Task data: Begin

use aws_sdk_dynamodb::Client as DynamoClient;
use lambda_http::{http::StatusCode, Body, Error, Response};

use super::model::{CreateTaskPayload, UpdateStatusPayload};
use super::service;
use crate::error::{error_response, ApiError};

/// GET /admin/tasks - every task from every project, newest first
pub async fn list_all_tasks(
    client: &DynamoClient,
    table_name: &str,
) -> Result<Response<Body>, Error> {
    let tasks = match service::list_all_tasks(client, table_name).await {
        Ok(t) => t,
        Err(e) => return error_response(&e),
    };

    Ok(Response::builder()
        .status(StatusCode::OK)
        .header("Content-Type", "application/json")
        .header("Access-Control-Allow-Origin", "*")
        .body(serde_json::to_string(&tasks)?.into())
        .map_err(Box::new)?)
}

/// POST /admin/tasks - manual creation, approved immediately
pub async fn create_task(
    client: &DynamoClient,
    table_name: &str,
    admin_email: &str,
    body: &[u8],
) -> Result<Response<Body>, Error> {
    let req: CreateTaskPayload = match serde_json::from_slice(body) {
        Ok(p) => p,
        Err(e) => return error_response(&ApiError::Validation(format!("Invalid body: {}", e))),
    };

    let task = match service::create_task(client, table_name, admin_email, req).await {
        Ok(t) => t,
        Err(e) => return error_response(&e),
    };

    Ok(Response::builder()
        .status(StatusCode::OK)
        .header("Content-Type", "application/json")
        .header("Access-Control-Allow-Origin", "*")
        .body(serde_json::to_string(&task)?.into())
        .map_err(Box::new)?)
}

/// PUT /admin/tasks/{id} - full-field overwrite
pub async fn update_task(
    client: &DynamoClient,
    table_name: &str,
    task_id: &str,
    body: &[u8],
) -> Result<Response<Body>, Error> {
    let req: CreateTaskPayload = match serde_json::from_slice(body) {
        Ok(p) => p,
        Err(e) => return error_response(&ApiError::Validation(format!("Invalid body: {}", e))),
    };

    let task = match service::update_task(client, table_name, task_id, req).await {
        Ok(t) => t,
        Err(e) => return error_response(&e),
    };

    Ok(Response::builder()
        .status(StatusCode::OK)
        .header("Content-Type", "application/json")
        .header("Access-Control-Allow-Origin", "*")
        .body(serde_json::to_string(&task)?.into())
        .map_err(Box::new)?)
}

/// PUT /admin/tasks/{id}/approve - idempotent approval gate flip
pub async fn approve_task(
    client: &DynamoClient,
    table_name: &str,
    task_id: &str,
) -> Result<Response<Body>, Error> {
    let task = match service::approve_task(client, table_name, task_id).await {
        Ok(t) => t,
        Err(e) => return error_response(&e),
    };

    Ok(Response::builder()
        .status(StatusCode::OK)
        .header("Content-Type", "application/json")
        .header("Access-Control-Allow-Origin", "*")
        .body(serde_json::to_string(&task)?.into())
        .map_err(Box::new)?)
}

/// DELETE /admin/tasks/{id} - no comment cascade
pub async fn delete_task(
    client: &DynamoClient,
    table_name: &str,
    task_id: &str,
) -> Result<Response<Body>, Error> {
    if let Err(e) = service::delete_task(client, table_name, task_id).await {
        return error_response(&e);
    }

    Ok(Response::builder()
        .status(StatusCode::NO_CONTENT)
        .header("Access-Control-Allow-Origin", "*")
        .body(Body::Empty)
        .map_err(Box::new)?)
}

/// PUT /tasks/{id}/status - the router has already run the task-access
/// check for the caller
pub async fn update_task_status(
    client: &DynamoClient,
    table_name: &str,
    task_id: &str,
    body: &[u8],
) -> Result<Response<Body>, Error> {
    let req: UpdateStatusPayload = match serde_json::from_slice(body) {
        Ok(p) => p,
        Err(e) => return error_response(&ApiError::Validation(format!("Invalid body: {}", e))),
    };

    let task = match service::update_status(client, table_name, task_id, req.status).await {
        Ok(t) => t,
        Err(e) => return error_response(&e),
    };

    Ok(Response::builder()
        .status(StatusCode::OK)
        .header("Content-Type", "application/json")
        .header("Access-Control-Allow-Origin", "*")
        .body(serde_json::to_string(&task)?.into())
        .map_err(Box::new)?)
}

/// GET /tasks/my - assigned to the caller and through the approval gate
pub async fn list_my_tasks(
    client: &DynamoClient,
    table_name: &str,
    user_id: &str,
) -> Result<Response<Body>, Error> {
    let tasks = match service::list_tasks_for_assignee(client, table_name, user_id).await {
        Ok(t) => t,
        Err(e) => return error_response(&e),
    };

    Ok(Response::builder()
        .status(StatusCode::OK)
        .header("Content-Type", "application/json")
        .header("Access-Control-Allow-Origin", "*")
        .body(serde_json::to_string(&tasks)?.into())
        .map_err(Box::new)?)
}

Task data: End

*Exercise requirements:* Restate the records word for word, leaving nothing out.

*Exercise output:*
use aws_sdk_dynamodb::Client as DynamoClient;
use lambda_http::{http::StatusCode, Body, Error, Response};

use super::model::{CreateTaskPayload, UpdateStatusPayload};
use super::service;
use crate::error::{error_response, ApiError};

/// GET /admin/tasks - every task from every project, newest first
pub async fn list_all_tasks(
    client: &DynamoClient,
    table_name: &str,
) -> Result<Response<Body>, Error> {
    let tasks = match service::list_all_tasks(client, table_name).await {
        Ok(t) => t,
        Err(e) => return error_response(&e),
    };

    Ok(Response::builder()
        .status(StatusCode::OK)
        .header("Content-Type", "application/json")
        .header("Access-Control-Allow-Origin", "*")
        .body(serde_json::to_string(&tasks)?.into())
        .map_err(Box::new)?)
}

/// POST /admin/tasks - manual creation, approved immediately
pub async fn create_task(
    client: &DynamoClient,
    table_name: &str,
    admin_email: &str,
    body: &[u8],
) -> Result<Response<Body>, Error> {
    let req: CreateTaskPayload = match serde_json::from_slice(body) {
        Ok(p) => p,
        Err(e) => return error_response(&ApiError::Validation(format!("Invalid body: {}", e))),
    };

    let task = match service::create_task(client, table_name, admin_email, req).await {
        Ok(t) => t,
        Err(e) => return error_response(&e),
    };

    Ok(Response::builder()
        .status(StatusCode::OK)
        .header("Content-Type", "application/json")
        .header("Access-Control-Allow-Origin", "*")
        .body(serde_json::to_string(&task)?.into())
        .map_err(Box::new)?)
}

/// PUT /admin/tasks/{id} - full-field overwrite
pub async fn update_task(
    client: &DynamoClient,
    table_name: &str,
    task_id: &str,
    body: &[u8],
) -> Result<Response<Body>, Error> {
    let req: CreateTaskPayload = match serde_json::from_slice(body) {
        Ok(p) => p,
        Err(e) => return error_response(&ApiError::Validation(format!("Invalid body: {}", e))),
    };

    let task = match service::update_task(client, table_name, task_id, req).await {
        Ok(t) => t,
        Err(e) => return error_response(&e),
    };

    Ok(Response::builder()
        .status(StatusCode::OK)
        .header("Content-Type", "application/json")
        .header("Access-Control-Allow-Origin", "*")
        .body(serde_json::to_string(&task)?.into())
        .map_err(Box::new)?)
}

/// PUT /admin/tasks/{id}/approve - idempotent approval gate flip
pub async fn approve_task(
    client: &DynamoClient,
    table_name: &str,
    task_id: &str,
) -> Result<Response<Body>, Error> {
    let task = match service::approve_task(client, table_name, task_id).await {
        Ok(t) => t,
        Err(e) => return error_response(&e),
    };

    Ok(Response::builder()
        .status(StatusCode::OK)
        .header("Content-Type", "application/json")
        .header("Access-Control-Allow-Origin", "*")
        .body(serde_json::to_string(&task)?.into())
        .map_err(Box::new)?)
}

/// DELETE /admin/tasks/{id} - no comment cascade
pub async fn delete_task(
    client: &DynamoClient,
    table_name: &str,
    task_id: &str,
) -> Result<Response<Body>, Error> {
    if let Err(e) = service::delete_task(client, table_name, task_id).await {
        return error_response(&e);
    }

    Ok(Response::builder()
        .status(StatusCode::NO_CONTENT)
        .header("Access-Control-Allow-Origin", "*")
        .body(Body::Empty)
        .map_err(Box::new)?)
}

/// PUT /tasks/{id}/status - the router has already run the task-access
/// check for the caller
pub async fn update_task_status(
    client: &DynamoClient,
    table_name: &str,
    task_id: &str,
    body: &[u8],
) -> Result<Response<Body>, Error> {
    let req: UpdateStatusPayload = match serde_json::from_slice(body) {
        Ok(p) => p,
        Err(e) => return error_response(&ApiError::Validation(format!("Invalid body: {}", e))),
    };

    let task = match service::update_status(client, table_name, task_id, req.status).await {
        Ok(t) => t,
        Err(e) => return error_response(&e),
    };

    Ok(Response::builder()
        .status(StatusCode::OK)
        .header("Content-Type", "application/json")
        .header("Access-Control-Allow-Origin", "*")
        .body(serde_json::to_string(&task)?.into())
        .map_err(Box::new)?)
}

/// GET /tasks/my - assigned to the caller and through the approval gate
pub async fn list_my_tasks(
    client: &DynamoClient,
    table_name: &str,
    user_id: &str,
) -> Result<Response<Body>, Error> {
    let tasks = match service::list_tasks_for_assignee(client, table_name, user_id).await {
        Ok(t) => t,
        Err(e) => return error_response(&e),
    };

    Ok(Response::builder()
        .status(StatusCode::OK)
        .header("Content-Type", "application/json")
        .header("Access-Control-Allow-Origin", "*")
        .body(serde_json::to_string(&tasks)?.into())
        .map_err(Box::new)?)
}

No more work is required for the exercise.